TASK >> For this exercise, reproduce the entries below exactly, but only from the line containing "async fn get_first<T: DeserializeOwned>(&self, path: &str)" through the line containing "by the store", both included.

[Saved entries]
────────

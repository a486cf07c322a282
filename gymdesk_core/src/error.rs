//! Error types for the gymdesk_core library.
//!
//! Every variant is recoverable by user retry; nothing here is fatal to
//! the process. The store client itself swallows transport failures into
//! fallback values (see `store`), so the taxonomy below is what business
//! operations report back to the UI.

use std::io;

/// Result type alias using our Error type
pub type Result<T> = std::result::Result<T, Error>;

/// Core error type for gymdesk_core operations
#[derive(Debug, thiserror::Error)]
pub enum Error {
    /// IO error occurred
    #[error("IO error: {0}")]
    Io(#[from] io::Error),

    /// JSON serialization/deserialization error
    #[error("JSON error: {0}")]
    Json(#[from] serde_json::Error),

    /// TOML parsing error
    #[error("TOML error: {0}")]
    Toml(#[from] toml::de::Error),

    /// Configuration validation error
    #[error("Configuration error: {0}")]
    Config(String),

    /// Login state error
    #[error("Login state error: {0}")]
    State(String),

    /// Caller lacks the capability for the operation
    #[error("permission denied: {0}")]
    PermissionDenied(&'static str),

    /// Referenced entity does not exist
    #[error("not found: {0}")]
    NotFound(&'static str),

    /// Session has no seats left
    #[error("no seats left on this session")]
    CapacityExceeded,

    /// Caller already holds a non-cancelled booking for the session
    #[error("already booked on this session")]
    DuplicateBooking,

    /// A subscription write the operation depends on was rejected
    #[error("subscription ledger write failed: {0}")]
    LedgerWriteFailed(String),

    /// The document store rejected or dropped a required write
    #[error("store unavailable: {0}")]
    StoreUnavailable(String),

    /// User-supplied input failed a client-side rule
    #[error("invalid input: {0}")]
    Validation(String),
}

────────

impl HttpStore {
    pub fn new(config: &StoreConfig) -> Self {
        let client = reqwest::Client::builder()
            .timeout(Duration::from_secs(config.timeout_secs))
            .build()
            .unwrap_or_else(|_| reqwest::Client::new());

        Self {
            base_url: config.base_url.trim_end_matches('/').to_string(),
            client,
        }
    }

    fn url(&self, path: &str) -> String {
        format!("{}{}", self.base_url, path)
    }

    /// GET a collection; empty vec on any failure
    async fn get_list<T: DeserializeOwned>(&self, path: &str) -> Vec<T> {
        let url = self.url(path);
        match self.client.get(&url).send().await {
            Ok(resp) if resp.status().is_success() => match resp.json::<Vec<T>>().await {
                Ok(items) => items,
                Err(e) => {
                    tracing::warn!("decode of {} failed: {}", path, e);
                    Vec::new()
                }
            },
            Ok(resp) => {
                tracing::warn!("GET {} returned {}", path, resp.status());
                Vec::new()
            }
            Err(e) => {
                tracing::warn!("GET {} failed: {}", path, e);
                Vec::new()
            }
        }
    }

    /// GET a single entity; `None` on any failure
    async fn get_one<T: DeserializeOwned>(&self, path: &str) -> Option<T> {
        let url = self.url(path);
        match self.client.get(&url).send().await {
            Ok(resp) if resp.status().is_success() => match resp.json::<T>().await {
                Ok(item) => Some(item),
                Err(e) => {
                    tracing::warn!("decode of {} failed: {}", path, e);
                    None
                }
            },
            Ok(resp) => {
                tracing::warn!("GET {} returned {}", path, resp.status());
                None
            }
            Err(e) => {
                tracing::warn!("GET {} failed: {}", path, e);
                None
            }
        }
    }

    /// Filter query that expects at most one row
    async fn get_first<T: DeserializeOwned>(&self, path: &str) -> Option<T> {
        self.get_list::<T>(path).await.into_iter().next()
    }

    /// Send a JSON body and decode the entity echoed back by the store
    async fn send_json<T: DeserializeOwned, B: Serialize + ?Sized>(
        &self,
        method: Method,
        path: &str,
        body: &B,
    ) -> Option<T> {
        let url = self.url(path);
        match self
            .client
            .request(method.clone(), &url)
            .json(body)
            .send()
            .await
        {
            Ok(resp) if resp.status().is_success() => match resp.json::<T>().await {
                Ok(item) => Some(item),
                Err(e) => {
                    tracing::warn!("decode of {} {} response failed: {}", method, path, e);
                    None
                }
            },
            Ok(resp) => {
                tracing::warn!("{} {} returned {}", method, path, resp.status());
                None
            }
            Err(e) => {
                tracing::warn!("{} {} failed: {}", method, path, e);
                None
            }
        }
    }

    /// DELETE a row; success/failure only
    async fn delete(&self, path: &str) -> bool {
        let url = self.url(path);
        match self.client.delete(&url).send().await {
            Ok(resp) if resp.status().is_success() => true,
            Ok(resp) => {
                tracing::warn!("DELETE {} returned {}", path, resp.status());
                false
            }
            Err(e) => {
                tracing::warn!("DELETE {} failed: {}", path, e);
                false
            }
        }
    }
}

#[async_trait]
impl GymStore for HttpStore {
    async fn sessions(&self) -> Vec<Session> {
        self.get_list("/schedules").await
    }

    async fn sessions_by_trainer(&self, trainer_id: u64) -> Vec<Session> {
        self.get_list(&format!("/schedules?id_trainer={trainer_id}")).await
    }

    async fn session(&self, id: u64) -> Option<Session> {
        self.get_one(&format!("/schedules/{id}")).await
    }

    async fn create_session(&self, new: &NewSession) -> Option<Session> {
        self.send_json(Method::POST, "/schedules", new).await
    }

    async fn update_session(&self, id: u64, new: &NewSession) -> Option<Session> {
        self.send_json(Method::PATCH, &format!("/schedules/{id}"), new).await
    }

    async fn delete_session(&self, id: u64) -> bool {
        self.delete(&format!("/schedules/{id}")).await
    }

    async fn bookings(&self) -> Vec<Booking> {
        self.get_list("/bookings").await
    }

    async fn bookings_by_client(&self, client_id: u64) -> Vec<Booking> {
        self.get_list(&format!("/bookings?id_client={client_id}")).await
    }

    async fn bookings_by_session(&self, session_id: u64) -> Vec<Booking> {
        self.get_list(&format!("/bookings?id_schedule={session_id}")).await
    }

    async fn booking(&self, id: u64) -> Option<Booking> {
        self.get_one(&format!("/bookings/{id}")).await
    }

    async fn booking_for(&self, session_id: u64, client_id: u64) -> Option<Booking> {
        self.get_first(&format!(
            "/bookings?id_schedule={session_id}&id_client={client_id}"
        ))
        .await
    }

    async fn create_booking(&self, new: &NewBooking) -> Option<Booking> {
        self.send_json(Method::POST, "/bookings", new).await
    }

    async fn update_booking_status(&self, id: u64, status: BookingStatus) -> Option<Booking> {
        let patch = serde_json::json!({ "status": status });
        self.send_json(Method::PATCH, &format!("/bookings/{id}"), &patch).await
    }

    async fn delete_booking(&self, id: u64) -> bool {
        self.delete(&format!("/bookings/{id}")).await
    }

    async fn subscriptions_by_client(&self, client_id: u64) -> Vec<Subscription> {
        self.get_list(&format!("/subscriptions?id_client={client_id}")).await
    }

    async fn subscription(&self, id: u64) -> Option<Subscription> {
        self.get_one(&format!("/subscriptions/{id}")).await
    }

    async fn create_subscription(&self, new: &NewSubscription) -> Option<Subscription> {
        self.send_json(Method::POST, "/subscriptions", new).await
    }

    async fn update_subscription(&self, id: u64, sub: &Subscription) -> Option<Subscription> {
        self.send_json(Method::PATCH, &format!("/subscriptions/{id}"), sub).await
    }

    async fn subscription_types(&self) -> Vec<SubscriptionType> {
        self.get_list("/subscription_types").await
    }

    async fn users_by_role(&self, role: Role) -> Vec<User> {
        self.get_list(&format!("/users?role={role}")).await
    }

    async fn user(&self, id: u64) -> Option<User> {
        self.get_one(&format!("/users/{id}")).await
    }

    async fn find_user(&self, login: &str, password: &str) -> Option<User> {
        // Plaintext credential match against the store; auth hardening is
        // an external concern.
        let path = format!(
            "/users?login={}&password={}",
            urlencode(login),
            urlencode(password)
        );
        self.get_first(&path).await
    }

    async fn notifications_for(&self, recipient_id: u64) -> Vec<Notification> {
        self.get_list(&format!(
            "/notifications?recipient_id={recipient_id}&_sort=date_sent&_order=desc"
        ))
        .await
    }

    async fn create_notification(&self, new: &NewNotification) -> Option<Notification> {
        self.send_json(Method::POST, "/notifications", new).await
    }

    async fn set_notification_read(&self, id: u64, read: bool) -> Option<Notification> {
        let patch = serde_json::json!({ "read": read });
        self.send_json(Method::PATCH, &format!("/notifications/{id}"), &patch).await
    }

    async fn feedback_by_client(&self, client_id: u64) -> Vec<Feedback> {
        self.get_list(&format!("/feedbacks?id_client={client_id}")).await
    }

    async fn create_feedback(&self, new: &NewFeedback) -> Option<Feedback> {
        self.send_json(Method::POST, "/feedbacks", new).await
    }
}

────────

RESPONSE >>
    async fn get_first<T: DeserializeOwned>(&self, path: &str) -> Option<T> {
        self.get_list::<T>(path).await.into_iter().next()
    }

    /// Send a JSON body and decode the entity echoed back by the store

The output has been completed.